The Reds’ defeat against their modest Championship opponents Barnsley F.C. (which took place spectacularly in minute 93, after 90 minutes of repeated Liverpool scoring chances) cast some really dark shadows upon the team, not only for their much anticipated clash with Serie A leaders Inter Milan (victorious over Livorno this week-end, courtesy of two goals by Honduran striker David Suazo), but also for Rafa Benitez‘s season as a whole. The fate of the Spanish manager seems to, now more than ever, be hanging by a very thin thread… a thread which may not be able to support the added weight of an early Champions League elimination.
To make matters worse, the Reds’ already fragile environment is apparently also dealing with rumors of an impending ownership take-over, Tom Hicks and George Gillett being reportedly very close to selling the club to the ‘Dubai International Capital‘ company for an amount close to £400m (â‚¬530m). Since the news come from the ever-reliable News of the World publication, they ought to be taken with a grain of salt, but whether the rumor has foundation in truth or not, it certainly doesn’t help in tranquilizing the mood around Anfield Road. The Kop faithful really had their share of emotions this season, including the possible rumored arrival of Jürgen Klinsmann replacing Benitez, something which the Liverpool supporters really did not appreciate.
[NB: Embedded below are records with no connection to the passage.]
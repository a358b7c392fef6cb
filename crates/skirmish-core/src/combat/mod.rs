//! Combat: sessions, the per-tick hook, strategies, mitigation and hit
//! application.
//!
//! A fight flows through three layers:
//!
//! 1. [`start_session`] puts a target into the attacker's [`CombatSession`]
//!    and registers a [`CombatHookTask`]
//! 2. every tick the hook checks whether an attack can happen and, when it
//!    can, rolls a [`HitOutcome`] with the session's [`Strategy`] and
//!    applies [`mitigate`]
//! 3. the outcome travels in a [`HitApplicationTask`] that lands on the
//!    target after the style's delay

mod hit;
mod hit_task;
mod hook;
mod mitigation;
mod session;
mod strategy;

pub use hit::{CombatStyle, Hit, HitOutcome, Splat, SplatUpdate, MAX_SUB_HITS};
pub use hit_task::HitApplicationTask;
pub use hook::CombatHookTask;
pub use mitigation::{mitigate, Negation};
pub use session::{
    begin_cooldown, disengage, is_being_attacked, last_attacker, reset_session, start_session,
    CombatSession,
};
pub use strategy::{Magic, Melee, Ranged, Strategy};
Had it not been for the German manager’s preference towards Bayern Munich (he’ll be replacing Ottmar Hitzfeld at the end of the current season) in fact, it is very likely that the ex-Valencia boss’s tenure at Reds would already be over, an incident which futher contributed at increasing animosity between fanbase (openly supporting their manager on this occasion) and powers in charge at the club.
As a result, many have tagged the Reds’ next Champions League fixture as a sort of ‘make it or break it’ moment, something destined to right the wrongs of an otherwise fairly disappointing season. Going back to the embarassing elimination from the FA Cup, fans have been criticizing Benitez’s squad rotation policy for quite some time now, and the benching of keeper Pepe Reina, Javier Mascherano and Fernando Torres (just back from injury), as well as the utilization of Steven Gerrard only in the final quarter, didn’t sit too well with many of the Anfield faithful. “When you lose, it is always difficult to find an explanation,” declared the Spanish coach, “even though it is really frustrating not to have been able to score after all the chances we created. I am still shocked and very disappointed, but now we must concentrate on Inter Milan, because we must not fail“.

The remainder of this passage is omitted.